Franco Nofori
Torino, 19 febbraio 2019
Al rapimento della volontaria Silvia Costanza Romano, avvenuto a Chakama, nel nord-ovest del Kenya, ha fatto seguito – a soli quarantacinque giorni di distanza – l’oscura scomparsa, in Burkina Faso, del giovane architetto padovano, Luca Tacchetto, e della sua amica canadese Edith Blais, di cui non si hanno più notizie. L’invito al riserbo, richiesto dalle autorità italiane e canadesi, non lenisce l’angoscia sulla loro sorte.
Se per quanto riguarda Silvia Romano, la dinamica del rapimento è chiara e precisa, invece, la scomparsa di Luca Tacchetto e di Edith Blais, anche loro decisi a fare un’esperienza di volontariato, è avvolta nel mistero, sebbene risulti ormai consolidato il loro sequestro. Il governo canadese ha inviato in Burkina Faso quattro investigatori, per affiancare le forze di sicurezza locali e quelle disposte dalla Farnesina, nella ricerca dei due giovani.
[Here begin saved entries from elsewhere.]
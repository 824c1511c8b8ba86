//! Command-line argument definitions for the tariff importer
//!
//! This module defines the complete CLI interface using the clap derive API.
//! Global options (`--config`, `-v`, `-q`) are accepted before or after the
//! subcommand.

use crate::constants::ALL_STAGING_BASKETS;
use crate::{Error, Result};
use clap::{Parser, Subcommand, ValueEnum};
use std::path::PathBuf;

/// CLI arguments for the tariff importer
///
/// Imports government tariff schedules from CSV exports, serves them as
/// paginated queries and archives the source files in blob storage.
#[derive(Debug, Clone, Parser)]
#[command(
    name = "tariff-importer",
    version,
    about = "Import tariff schedules from CSV and query them by country and staging basket",
    long_about = "Translates tariff CSV exports into tariff records with per-year rates, replaces \
                  a country's tariffs in the local repository and archives every source file in \
                  blob storage with upload metadata. Countries whose code contains USMCA use \
                  relative-year rate columns (YEAR1..YEAR30); all others use calendar-year \
                  columns (Y2004..Y2041)."
)]
pub struct Args {
    /// Path to configuration file
    ///
    /// TOML configuration file. If not specified, looks for
    /// <config_dir>/tariff-importer/config.toml. Environment variables
    /// prefixed with TARIFF_ override file values.
    #[arg(
        short = 'c',
        long = "config",
        value_name = "FILE",
        global = true,
        help = "Path to configuration file (TOML format)"
    )]
    pub config_file: Option<PathBuf>,

    /// Logging verbosity level
    #[arg(
        short = 'v',
        long = "verbose",
        action = clap::ArgAction::Count,
        global = true,
        help = "Increase logging verbosity (-v: debug, -vv: trace)"
    )]
    pub verbose: u8,

    /// Suppress output (quiet mode)
    ///
    /// Only warnings and errors are logged, and progress bars are hidden.
    #[arg(
        short = 'q',
        long = "quiet",
        global = true,
        help = "Only log warnings and errors",
        conflicts_with = "verbose"
    )]
    pub quiet: bool,

    #[command(subcommand)]
    pub command: Option<Commands>,
}

/// Available subcommands for the tariff importer
#[derive(Debug, Clone, Subcommand)]
pub enum Commands {
    /// Create the blob container and an empty tariff repository
    Init,
    /// Import one country's tariff CSV
    Import(ImportArgs),
    /// Import every CSV file in a directory, one country per file
    ImportDir(ImportDirArgs),
    /// List a country's tariffs page by page
    Tariffs(TariffsArgs),
    /// List the staging baskets used by a country's tariffs
    StagingBaskets(StagingBasketsArgs),
    /// List the countries in the catalogue
    Countries(CountriesArgs),
    /// Inspect archived source files
    Blobs(BlobsArgs),
}

/// Arguments for the import command
#[derive(Debug, Clone, Parser)]
pub struct ImportArgs {
    /// Country or agreement code the file belongs to
    ///
    /// Codes containing USMCA select relative-year rate extraction.
    #[arg(long = "country", value_name = "CODE", help = "Country code (e.g. CHINA, USMCA-MX)")]
    pub country: String,

    #[arg(
        short = 'f',
        long = "file",
        value_name = "PATH",
        help = "Tariff CSV file to import"
    )]
    pub file: PathBuf,

    /// Identity recorded on the archived file
    ///
    /// Defaults to `import.uploaded_by` from the configuration.
    #[arg(long = "uploaded-by", value_name = "NAME", help = "Uploader recorded in blob metadata")]
    pub uploaded_by: Option<String>,

    /// Translate the file and report the result without storing anything
    #[arg(long = "dry-run", help = "Validate and summarize without storing anything")]
    pub dry_run: bool,

    #[arg(
        long = "format",
        value_enum,
        default_value = "human",
        help = "Output format for the import report"
    )]
    pub output_format: OutputFormat,
}

/// Arguments for the import-dir command
#[derive(Debug, Clone, Parser)]
pub struct ImportDirArgs {
    /// Directory containing `<COUNTRY>.csv` files
    ///
    /// The country code of each file is its upper-cased file stem, so
    /// `china.csv` is imported as CHINA.
    #[arg(
        short = 'd',
        long = "dir",
        value_name = "PATH",
        help = "Directory of tariff CSV files named after their country"
    )]
    pub dir: PathBuf,

    #[arg(long = "uploaded-by", value_name = "NAME", help = "Uploader recorded in blob metadata")]
    pub uploaded_by: Option<String>,

    #[arg(long = "dry-run", help = "Validate every file without storing anything")]
    pub dry_run: bool,
}

/// Arguments for the tariffs command
#[derive(Debug, Clone, Parser)]
pub struct TariffsArgs {
    #[arg(long = "country", value_name = "CODE", help = "Country code")]
    pub country: String,

    /// Staging basket to filter by; -1 lists every basket
    #[arg(
        long = "staging-basket-id",
        value_name = "ID",
        default_value_t = ALL_STAGING_BASKETS,
        allow_negative_numbers = true,
        help = "Staging basket id (-1 for all)"
    )]
    pub staging_basket_id: i64,

    #[arg(
        long = "page",
        value_name = "N",
        default_value_t = 0,
        help = "Zero-based page number"
    )]
    pub page: usize,

    /// Page size, clamped to `query.max_page_size`
    #[arg(long = "size", value_name = "N", help = "Tariffs per page")]
    pub size: Option<usize>,

    #[arg(
        long = "format",
        value_enum,
        default_value = "human",
        help = "Output format"
    )]
    pub output_format: OutputFormat,
}

#[derive(Debug, Clone, Parser)]
pub struct StagingBasketsArgs {
    #[arg(long = "country", value_name = "CODE", help = "Country code")]
    pub country: String,

    #[arg(
        long = "format",
        value_enum,
        default_value = "human",
        help = "Output format"
    )]
    pub output_format: OutputFormat,
}

#[derive(Debug, Clone, Parser)]
pub struct CountriesArgs {
    #[arg(
        long = "format",
        value_enum,
        default_value = "human",
        help = "Output format"
    )]
    pub output_format: OutputFormat,
}

/// Arguments for the blobs command group
#[derive(Debug, Clone, Parser)]
pub struct BlobsArgs {
    #[command(subcommand)]
    pub command: BlobCommands,
}

#[derive(Debug, Clone, Subcommand)]
pub enum BlobCommands {
    /// List archived blobs under a key prefix
    List(BlobListArgs),
    /// Download one blob by key
    Fetch(BlobFetchArgs),
    /// Download the most recent upload under a key prefix
    Latest(BlobLatestArgs),
}

#[derive(Debug, Clone, Parser)]
pub struct BlobListArgs {
    /// Key prefix, usually `<COUNTRY>/`
    #[arg(long = "prefix", value_name = "PREFIX", default_value = "", help = "Key prefix")]
    pub prefix: String,

    #[arg(
        long = "format",
        value_enum,
        default_value = "human",
        help = "Output format"
    )]
    pub output_format: OutputFormat,
}

#[derive(Debug, Clone, Parser)]
pub struct BlobFetchArgs {
    #[arg(long = "key", value_name = "KEY", help = "Blob key")]
    pub key: String,

    /// If not specified, writes to stdout
    #[arg(short = 'o', long = "output", value_name = "FILE", help = "Output file")]
    pub output: Option<PathBuf>,
}

#[derive(Debug, Clone, Parser)]
pub struct BlobLatestArgs {
    #[arg(long = "prefix", value_name = "PREFIX", default_value = "", help = "Key prefix")]
    pub prefix: String,

    #[arg(short = 'o', long = "output", value_name = "FILE", help = "Output file")]
    pub output: Option<PathBuf>,
}

/// Output format options for command results
#[derive(Debug, Clone, Copy, PartialEq, Eq, ValueEnum)]
pub enum OutputFormat {
    /// Human-readable output
    Human,
    /// JSON format for scripting
    Json,
}

impl Args {
    /// Get log level based on verbosity flags
    pub fn get_log_level(&self) -> &'static str {
        if self.quiet {
            "warn"
        } else {
            match self.verbose {
                0 => "info",
                1 => "debug",
                _ => "trace",
            }
        }
    }

    /// Check if we should show progress bars (not in quiet mode)
    pub fn show_progress(&self) -> bool {
        !self.quiet
    }
}

impl ImportDirArgs {
    /// Validate the directory argument
    pub fn validate(&self) -> Result<()> {
        if !self.dir.is_dir() {
            return Err(Error::configuration(format!(
                "Import directory does not exist: {}",
                self.dir.display()
            )));
        }
        Ok(())
    }
}
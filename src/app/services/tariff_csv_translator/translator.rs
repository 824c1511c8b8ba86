//! Core tariff CSV translator implementation
//!
//! This module reads a whole CSV document, builds the column mapping from its
//! header and runs the row mapper and rate extractor over every data row.

use csv::{ReaderBuilder, Trim};
use tracing::{debug, info};

use super::column_mapping::ColumnMapping;
use super::rate_extractor::{RateScheme, extract_rates_with_sources};
use super::record_parser::parse_tariff_record;
use super::stats::{TranslationResult, TranslationStats};
use crate::app::models::Tariff;
use crate::{Error, Result};

/// Translator from tariff CSV documents to tariff records
///
/// Stateless: every call reads only its own input, so one translator can be
/// shared freely.
#[derive(Debug, Clone, Copy, Default)]
pub struct TariffCsvTranslator;

impl TariffCsvTranslator {
    pub fn new() -> Self {
        Self
    }

    /// Translate a CSV document into tariffs, one per data row, in row order
    pub fn translate(&self, country_code: &str, csv: &str) -> Result<Vec<Tariff>> {
        Ok(self.translate_with_stats(country_code, csv)?.tariffs)
    }

    /// Translate a CSV document and report statistics
    ///
    /// Fails on the first malformed row with an error naming the 1-based data
    /// row and the offending column; no tariffs are returned in that case.
    pub fn translate_with_stats(&self, country_code: &str, csv: &str) -> Result<TranslationResult> {
        let scheme = RateScheme::for_country(country_code);
        info!("Translating tariff CSV for {} ({} scheme)", country_code, scheme);

        let csv = csv.strip_prefix('\u{feff}').unwrap_or(csv);
        let mut csv_reader = ReaderBuilder::new()
            .has_headers(true)
            .trim(Trim::All)
            .from_reader(csv.as_bytes());

        let column_mapping = {
            let headers = csv_reader.headers().map_err(|e| {
                let message = format!("Failed to read CSV headers: {}", e);
                Error::csv_parsing(0, message, Some(e))
            })?;
            ColumnMapping::analyze(headers)?
        };

        let (total_cols, scalar_cols, rate_cols, unrecognized_cols) = column_mapping.stats();
        debug!(
            "Column mapping: {} total, {} scalar, {} rate, {} unrecognized",
            total_cols, scalar_cols, rate_cols, unrecognized_cols
        );
        if unrecognized_cols > 0 {
            debug!("Unrecognized columns: {:?}", column_mapping.unrecognized_columns);
        }

        let mut stats = TranslationStats::new(scheme);
        stats.unrecognized_columns = column_mapping.unrecognized_columns.clone();
        let mut tariffs = Vec::new();

        for (index, result) in csv_reader.records().enumerate() {
            let row = index + 1;

            let record = result.map_err(|e| {
                let message = format!("Failed to read record: {}", e);
                Error::csv_parsing(row, message, Some(e))
            })?;

            let mut tariff = parse_tariff_record(&record, &column_mapping, country_code)
                .map_err(|e| e.into_record_error(row))?;
            let rates = extract_rates_with_sources(&record, &column_mapping, scheme)
                .map_err(|e| e.into_record_error(row))?;

            stats.record_row(&rates);
            tariff.rates = rates.into_iter().map(|(rate, _)| rate).collect();
            tariffs.push(tariff);
        }

        info!(
            "Translated {} tariffs with {} rates ({:.1} per row) for {}",
            stats.rows_translated,
            stats.rates_extracted,
            stats.rates_per_row(),
            country_code
        );

        Ok(TranslationResult { tariffs, stats })
    }
}
//! Blob archive inspection commands

use super::shared::{CommandStats, Services, format_size, print_json, write_output};
use crate::Result;
use crate::app::models::BlobMetadata;
use crate::app::services::blob_storage::BlobStorage;
use crate::cli::args::{BlobCommands, BlobsArgs, OutputFormat};
use crate::config::Config;
use colored::*;
use std::time::Instant;
use tracing::info;

pub async fn run_blobs(args: BlobsArgs, config: Config) -> Result<CommandStats> {
    let start_time = Instant::now();
    let services = Services::open(config).await?;
    let storage = services.blob_storage();

    match args.command {
        BlobCommands::List(list) => {
            let blobs = storage.list(&list.prefix).await?;
            match list.output_format {
                OutputFormat::Human => print_blob_list(&list.prefix, &blobs),
                OutputFormat::Json => print_json(&blobs)?,
            }
        }
        BlobCommands::Fetch(fetch) => {
            let content = storage.fetch(&fetch.key).await?;
            write_output(&content, fetch.output.as_deref())?;
        }
        BlobCommands::Latest(latest) => {
            let (metadata, content) = storage.fetch_latest(&latest.prefix).await?;
            info!("Latest upload under '{}' is {}", latest.prefix, metadata.key);
            write_output(&content, latest.output.as_deref())?;
        }
    }

    Ok(CommandStats {
        processing_time: start_time.elapsed(),
        ..CommandStats::default()
    })
}

fn print_blob_list(prefix: &str, blobs: &[BlobMetadata]) {
    let title = if prefix.is_empty() {
        "Archived blobs".to_string()
    } else {
        format!("Archived blobs under {}", prefix)
    };
    println!("\n{}", title.bright_green().bold());

    if blobs.is_empty() {
        println!("   None");
    }
    for blob in blobs {
        let marker = if blob.latest_upload {
            " latest".bright_yellow().bold().to_string()
        } else {
            String::new()
        };
        println!(
            "   {}{}\n      {} by {} ({}, {})",
            blob.key.bright_white().bold(),
            marker,
            blob.uploaded_at.format("%Y-%m-%d %H:%M:%S UTC"),
            blob.uploaded_by.as_deref().unwrap_or("unknown"),
            blob.content_type,
            format_size(blob.size)
        );
    }
    println!();
}
//! Tariff and staging basket queries for the CLI

use super::shared::{CommandStats, Services, print_json};
use crate::Result;
use crate::app::models::{Page, StagingBasket, Tariff};
use crate::cli::args::{OutputFormat, StagingBasketsArgs, TariffsArgs};
use crate::config::Config;
use crate::constants::ALL_STAGING_BASKETS;
use colored::*;
use std::time::Instant;

pub async fn run_tariffs(args: TariffsArgs, config: Config) -> Result<CommandStats> {
    let start_time = Instant::now();
    let services = Services::open(config).await?;
    let query = services.query();

    let request = query.page_request(args.page, args.size)?;
    let page = query
        .tariffs(&args.country, args.staging_basket_id, request)
        .await?;

    match args.output_format {
        OutputFormat::Human => print_tariff_page(&args, &page),
        OutputFormat::Json => print_json(&page)?,
    }

    Ok(CommandStats {
        processing_time: start_time.elapsed(),
        ..CommandStats::default()
    })
}

pub async fn run_staging_baskets(args: StagingBasketsArgs, config: Config) -> Result<CommandStats> {
    let start_time = Instant::now();
    let services = Services::open(config).await?;
    let baskets = services.query().staging_baskets(&args.country).await?;

    match args.output_format {
        OutputFormat::Human => print_staging_baskets(&args.country, &baskets),
        OutputFormat::Json => print_json(&baskets)?,
    }

    Ok(CommandStats {
        processing_time: start_time.elapsed(),
        ..CommandStats::default()
    })
}

fn print_tariff_page(args: &TariffsArgs, page: &Page<Tariff>) {
    let filter = if args.staging_basket_id == ALL_STAGING_BASKETS {
        "all staging baskets".to_string()
    } else {
        format!("staging basket {}", args.staging_basket_id)
    };
    println!(
        "\n{} ({})",
        format!("Tariffs for {}", args.country).bright_green().bold(),
        filter
    );

    if page.content.is_empty() {
        println!("   No tariffs on this page");
    }
    for tariff in &page.content {
        let rates: Vec<String> = tariff
            .rates
            .iter()
            .map(|rate| format!("{}={}", rate.year, rate.value))
            .collect();
        println!(
            "   {} {} {}",
            tariff.legacy_id.to_string().bright_white().bold(),
            tariff.tariff_line.as_deref().unwrap_or("-"),
            tariff.description.as_deref().unwrap_or("")
        );
        if !rates.is_empty() {
            println!("      rates: {}", rates.join(", "));
        }
    }

    println!(
        "\n   Page {} of {} ({} tariffs)\n",
        page.ordinal(),
        page.total_pages.max(1),
        page.total_elements
    );
}

fn print_staging_baskets(country: &str, baskets: &[StagingBasket]) {
    println!(
        "\n{}",
        format!("Staging baskets for {}", country).bright_green().bold()
    );
    if baskets.is_empty() {
        println!("   None");
    }
    for basket in baskets {
        println!(
            "   {:>4}  {}",
            basket.id.to_string().bright_white().bold(),
            basket.name.as_deref().unwrap_or("")
        );
    }
    println!();
}
//! Configuration management and validation.
//!
//! Configuration is layered: compiled defaults, then an optional TOML file,
//! then environment variables prefixed with `TARIFF_` (nested keys separated
//! by `__`, e.g. `TARIFF_QUERY__MAX_PAGE_SIZE=200`).

use crate::constants::{
    APP_DIR_NAME, DEFAULT_BASE_URL, DEFAULT_CONFIG_FILE_NAME, DEFAULT_CONTAINER_NAME,
    DEFAULT_PAGE_SIZE, DEFAULT_SNAPSHOT_FILE_NAME, DEFAULT_UPLOADED_BY, ENV_PREFIX, MAX_PAGE_SIZE,
};
use crate::{Error, Result};
use figment::Figment;
use figment::providers::{Env, Format, Serialized, Toml};
use serde::{Deserialize, Serialize};
use std::path::{Path, PathBuf};
use tracing::debug;

/// Blob storage settings
#[derive(Debug, Clone, PartialEq, Serialize, Deserialize)]
pub struct StorageConfig {
    /// Directory holding blob containers
    pub data_dir: PathBuf,

    /// Container that archives source files and the country catalogue
    pub container: String,

    /// Public URL prefix; blob URLs are `{base_url}/{container}/{key}`
    pub base_url: String,

    /// Re-read every stored blob and compare it with the uploaded bytes
    pub verify_uploads: bool,
}

impl Default for StorageConfig {
    fn default() -> Self {
        Self {
            data_dir: default_data_dir(),
            container: DEFAULT_CONTAINER_NAME.to_string(),
            base_url: DEFAULT_BASE_URL.to_string(),
            verify_uploads: true,
        }
    }
}

/// Tariff repository settings
#[derive(Debug, Clone, Default, PartialEq, Serialize, Deserialize)]
pub struct RepositoryConfig {
    /// Snapshot file; defaults to `tariffs.json` inside the storage data directory
    pub snapshot_path: Option<PathBuf>,
}

/// Import behaviour
#[derive(Debug, Clone, PartialEq, Serialize, Deserialize)]
pub struct ImportConfig {
    /// Identity recorded on archived source files
    pub uploaded_by: String,

    /// Archive the raw CSV in blob storage before replacing tariffs
    pub archive_source: bool,
}

impl Default for ImportConfig {
    fn default() -> Self {
        Self {
            uploaded_by: DEFAULT_UPLOADED_BY.to_string(),
            archive_source: true,
        }
    }
}

/// Pagination limits for tariff queries
#[derive(Debug, Clone, PartialEq, Serialize, Deserialize)]
pub struct QueryConfig {
    pub default_page_size: usize,
    pub max_page_size: usize,
}

impl Default for QueryConfig {
    fn default() -> Self {
        Self {
            default_page_size: DEFAULT_PAGE_SIZE,
            max_page_size: MAX_PAGE_SIZE,
        }
    }
}

/// Global configuration for the tariff importer
#[derive(Debug, Clone, Default, PartialEq, Serialize, Deserialize)]
pub struct Config {
    #[serde(default)]
    pub storage: StorageConfig,

    #[serde(default)]
    pub repository: RepositoryConfig,

    #[serde(default)]
    pub import: ImportConfig,

    #[serde(default)]
    pub query: QueryConfig,
}

impl Config {
    /// Layered configuration sources, without extracting them
    pub fn figment(config_file: Option<&Path>) -> Figment {
        let mut figment = Figment::from(Serialized::defaults(Config::default()));
        if let Some(path) = config_file {
            figment = figment.merge(Toml::file(path));
        }
        figment.merge(Env::prefixed(ENV_PREFIX).split("__"))
    }

    /// Load and validate configuration
    ///
    /// An explicit file must exist. Without one, the platform config file
    /// (`<config_dir>/tariff-importer/config.toml`) is used when present.
    pub fn load_layered(explicit_file: Option<&Path>) -> Result<Self> {
        let config_file = match explicit_file {
            Some(path) if !path.exists() => {
                return Err(Error::configuration(format!(
                    "Configuration file not found: {}",
                    path.display()
                )));
            }
            Some(path) => Some(path.to_path_buf()),
            None => default_config_path().filter(|path| path.exists()),
        };

        if let Some(path) = &config_file {
            debug!("Loading configuration from {}", path.display());
        }

        let config: Config = Self::figment(config_file.as_deref()).extract()?;
        config.validate()?;
        Ok(config)
    }

    /// Validate configuration values
    pub fn validate(&self) -> Result<()> {
        if self.storage.container.trim().is_empty() {
            return Err(Error::configuration("storage.container must not be empty"));
        }
        if self.storage.container.contains(['/', '\\']) {
            return Err(Error::configuration(
                "storage.container must not contain path separators",
            ));
        }
        if self.storage.base_url.trim().is_empty() {
            return Err(Error::configuration("storage.base_url must not be empty"));
        }
        if self.import.uploaded_by.trim().is_empty() {
            return Err(Error::configuration("import.uploaded_by must not be empty"));
        }
        if self.query.default_page_size == 0 {
            return Err(Error::configuration(
                "query.default_page_size must be greater than 0",
            ));
        }
        if self.query.max_page_size == 0 {
            return Err(Error::configuration(
                "query.max_page_size must be greater than 0",
            ));
        }
        if self.query.default_page_size > self.query.max_page_size {
            return Err(Error::configuration(format!(
                "query.default_page_size ({}) exceeds query.max_page_size ({})",
                self.query.default_page_size, self.query.max_page_size
            )));
        }
        Ok(())
    }

    /// Effective repository snapshot path
    pub fn snapshot_path(&self) -> PathBuf {
        self.repository
            .snapshot_path
            .clone()
            .unwrap_or_else(|| self.storage.data_dir.join(DEFAULT_SNAPSHOT_FILE_NAME))
    }

    /// Use a different data directory
    pub fn with_data_dir(mut self, data_dir: impl Into<PathBuf>) -> Self {
        self.storage.data_dir = data_dir.into();
        self
    }

    pub fn with_uploaded_by(mut self, uploaded_by: impl Into<String>) -> Self {
        self.import.uploaded_by = uploaded_by.into();
        self
    }

    /// Disable archiving of source files
    pub fn without_archive(mut self) -> Self {
        self.import.archive_source = false;
        self
    }
}

/// Platform configuration file location
pub fn default_config_path() -> Option<PathBuf> {
    dirs::config_dir().map(|dir| dir.join(APP_DIR_NAME).join(DEFAULT_CONFIG_FILE_NAME))
}

fn default_data_dir() -> PathBuf {
    dirs::data_dir()
        .unwrap_or_else(|| PathBuf::from("."))
        .join(APP_DIR_NAME)
}
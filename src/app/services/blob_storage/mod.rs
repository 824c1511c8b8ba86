//! Blob storage for archived tariff source files
//!
//! Source CSV files are archived under `{countryCode}/...` keys next to the
//! `countries.json` catalogue. Every stored blob carries metadata recording
//! who uploaded it, when, and a SHA-256 of its content; listings flag the most
//! recent upload so callers can serve "the latest file for a country".

pub mod filesystem;

#[cfg(test)]
mod tests;

use async_trait::async_trait;
use tracing::info;

use crate::app::models::{BlobMetadata, Country, CountryList};
use crate::constants::COUNTRIES_BLOB_KEY;
use crate::{Error, Result};

pub use filesystem::FilesystemBlobStorage;

/// Country catalogue seeded into a newly created container
pub const COUNTRIES_FIXTURE: &str = include_str!("../../../../fixtures/countries.json");

/// Storage container for archived blobs
#[async_trait]
pub trait BlobStorage: Send + Sync {
    async fn container_exists(&self) -> Result<bool>;

    /// Create the container and seed it with the country catalogue
    async fn create_container(&self) -> Result<()>;

    /// Store a blob with its metadata and verify the stored bytes
    async fn save(
        &self,
        key: &str,
        content: &[u8],
        content_type: &str,
        uploaded_by: &str,
    ) -> Result<BlobMetadata>;

    /// List blobs whose key starts with `prefix`, ordered by key
    ///
    /// Exactly one entry of a non-empty listing has `latest_upload` set.
    async fn list(&self, prefix: &str) -> Result<Vec<BlobMetadata>>;

    async fn fetch(&self, key: &str) -> Result<Vec<u8>>;

    /// Most recent upload under a prefix together with its content
    async fn fetch_latest(&self, prefix: &str) -> Result<(BlobMetadata, Vec<u8>)> {
        let latest = self
            .list(prefix)
            .await?
            .into_iter()
            .find(|blob| blob.latest_upload)
            .ok_or_else(|| Error::blob_not_found(format!("{}*", prefix)))?;

        let content = self.fetch(&latest.key).await?;
        Ok((latest, content))
    }
}

/// Create the container if it does not exist yet
///
/// Returns `true` when the container was created by this call.
pub async fn initialize(storage: &dyn BlobStorage) -> Result<bool> {
    if storage.container_exists().await? {
        return Ok(false);
    }

    storage.create_container().await?;
    info!("Created blob container");
    Ok(true)
}

/// Read the country catalogue from storage
pub async fn load_countries(storage: &dyn BlobStorage) -> Result<Vec<Country>> {
    let content = storage.fetch(COUNTRIES_BLOB_KEY).await?;
    let list: CountryList = serde_json::from_slice(&content)
        .map_err(|e| Error::serialization(format!("Invalid {}", COUNTRIES_BLOB_KEY), e))?;
    Ok(list.countries)
}

/// Check that a key is a safe, relative, `/`-separated path
pub fn validate_key(key: &str) -> Result<()> {
    if key.is_empty() {
        return Err(Error::invalid_blob_key(key, "key is empty"));
    }
    if key.contains('\\') {
        return Err(Error::invalid_blob_key(key, "backslashes are not allowed"));
    }
    if key.starts_with('/') {
        return Err(Error::invalid_blob_key(key, "absolute keys are not allowed"));
    }

    for segment in key.split('/') {
        match segment {
            "" => return Err(Error::invalid_blob_key(key, "empty path segment")),
            "." | ".." => {
                return Err(Error::invalid_blob_key(
                    key,
                    format!("'{}' segments are not allowed", segment),
                ));
            }
            _ => {}
        }
    }

    if key.split('/').next() == Some(crate::constants::METADATA_DIR_NAME) {
        return Err(Error::invalid_blob_key(key, "reserved metadata prefix"));
    }

    Ok(())
}
//! Field parsing utilities for tariff CSV records
//!
//! Mandatory fields fail with a [`FieldError`]. Optional fields never fail:
//! a missing, empty or unparsable value resolves to `None`.

use super::column_mapping::ColumnMapping;
use crate::Error;
use csv::StringRecord;

/// A mandatory field is absent or does not parse
#[derive(Debug, Clone, PartialEq, Eq, thiserror::Error)]
#[error("column '{column}': {reason}")]
pub struct FieldError {
    pub column: String,
    pub reason: String,
}

impl FieldError {
    pub fn missing(column: &str) -> Self {
        Self {
            column: column.to_string(),
            reason: "required value is missing".to_string(),
        }
    }

    pub fn invalid(column: &str, value: &str, expected: &str) -> Self {
        Self {
            column: column.to_string(),
            reason: format!("'{}' is not a valid {}", value, expected),
        }
    }

    /// Attach the 1-based data row the field belongs to
    pub fn into_record_error(self, row: usize) -> Error {
        Error::malformed_record(row, self.column, self.reason)
    }
}

/// Get an optional field value from a CSV record
///
/// Columns missing from the header, short records and empty values all
/// read as "no value".
pub fn get_optional_field<'a>(
    record: &'a StringRecord,
    mapping: &ColumnMapping,
    field_name: &str,
) -> Option<&'a str> {
    mapping
        .get_index(field_name)
        .and_then(|index| record.get(index))
        .map(|s| s.trim())
        .filter(|s| !s.is_empty())
}

/// Parse a required i64 field from a CSV record
pub fn parse_required_i64(
    record: &StringRecord,
    mapping: &ColumnMapping,
    field_name: &str,
) -> Result<i64, FieldError> {
    let value_str = get_optional_field(record, mapping, field_name)
        .ok_or_else(|| FieldError::missing(field_name))?;

    value_str
        .parse::<i64>()
        .map_err(|_| FieldError::invalid(field_name, value_str, "integer"))
}

/// Parse an optional i32 field from a CSV record
pub fn parse_optional_i32(
    record: &StringRecord,
    mapping: &ColumnMapping,
    field_name: &str,
) -> Option<i32> {
    get_optional_field(record, mapping, field_name).and_then(|s| s.parse::<i32>().ok())
}

/// Parse an optional text field from a CSV record
pub fn parse_optional_string(
    record: &StringRecord,
    mapping: &ColumnMapping,
    field_name: &str,
) -> Option<String> {
    get_optional_field(record, mapping, field_name).map(str::to_string)
}

/// Parse a boolean flag; only "true" (any ASCII case) is true
pub fn parse_flag(record: &StringRecord, mapping: &ColumnMapping, field_name: &str) -> bool {
    get_optional_field(record, mapping, field_name)
        .is_some_and(|s| s.eq_ignore_ascii_case("true"))
}

/// Parse a present rate value as a finite number
pub fn parse_rate_number(value: &str, field_name: &str) -> Result<f64, FieldError> {
    value
        .parse::<f64>()
        .ok()
        .filter(|number| number.is_finite())
        .ok_or_else(|| FieldError::invalid(field_name, value, "number"))
}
Purtroppo, nostro malgrado, non si può fare a meno di rilevare un certo grado di avventatezza nell’affrontare imprese a così alto rischio, senza conoscere, o senza tener conto, dei pericoli insiti in queste scelte. Queste critiche sono necessarie per salvaguardare la sicurezza di altri giovani che intendessero seguirne l’esempio. Il 15 febbraio scorso, quindi pochissimi giorni fa, sempre in Burkina Faso, il settantaduenne spagnolo Antonio Cèsar Fernàndez, missionario salesiano, è stato ucciso da una banda di jihadisti, nei pressi del confine con il Togo, proprio dove Luca ed Edith erano diretti.
Il Foreign Office britannico sul suo sito ammonisce: “Chiunque sia presente in Burkina Faso, per turismo, attività umanitarie, giornalismo o affari, è visto come un legittimo obbiettivo per un sequestro a scopo terroristico o di riscatto. Qualsiasi precauzione possa venire messa in atto, non riuscirà a mitigare questo altissimo rischio”. Ancora più drastico è l’avviso diffuso dalla Farnesina: “Alla luce del quadro generale di insicurezza nell’intera area saheliana, interessata anche da fenomeni di matrice terroristica, nonché in ragione dello scenario politico-istituzionale, ancora fortemente instabile, si sconsigliano viaggi a qualsiasi titolo nel Burkina Faso”.
Possibile che nessuno – né i due giovani scomparsi, né i loro amici e familiari, né l’organizzazione per cui dovevano operare – abbiano tenuto in debito conto questi avvertimenti? Luca Tacchetto si è messo alla guida della propria auto, con l’amica canadese ed è partito dall’Italia, attraversando zone desertiche, tutte ad altissimo rischio: Marocco, Mauritania, Mali e Burkina Faso. La loro meta era il Togo, dove non sono mai arrivati. Purtroppo quanto accaduto poco tempo prima alla volontaria Silvia Romano in Kenya non ha suggerito alcuna cautela ai due giovani, che, animati dell’entusiasmo, si accingevano ad affrontare la loro singolare avventura.
Le tracce di Luca Tacchetto si sono perse il 15 dicembre scorso, quando, nell’ultimo contatto con gli amici che lo attendevano in Togo, il giovane, che insieme alla ragazza canadese, si trovava nella cittadina di Bobo-Dioulasso, in Burkina Faso, aveva avvisato che stava per partire, sempre con la propria auto, per raggiungerli e cooperare con loro alla costruzione di un villaggio per la popolazione locale. Cos’è avvenuto da quel momento in poi nessuno può saperlo, ma non è difficile intuirlo.
Eppure non è, che nel panorama informativo internazionale, manchino rapporti sull’evolversi delle situazioni a rischio nelle varie zone del pianeta. Pochi minuti di ricerca sul web, sono in grado di fornire un esauriente vademecum in proposito. Poco più di una settimana fa, nell’annuale conferenza sulla sicurezza che si tiene a Monaco, in Germania, l’African Center for Strategic Studies, ha rivelato che nel 2018 il numero delle vittime per atti terroristici, accertate nella sola zona del Sahel, sono state 1.082, il doppio di quelle riscontrate nell’anno precedente.
Questa situazione, che è purtroppo in costante evoluzione negativa, rende improcrastinabile l’adozione di adeguate misure da parte dei governi occidentali. Il proliferare di Onlus e la facilità con cui queste ottengono ufficiali riconoscimenti governativi, impone che ogni richiesta di registrazione, venga accuratamente valutata nelle sue reali possibilità organizzative, finanziarie, strutturali e con l’assunzione di chiare responsabilità nei confronti delle persone che vengono reclutate per missioni di volontariato.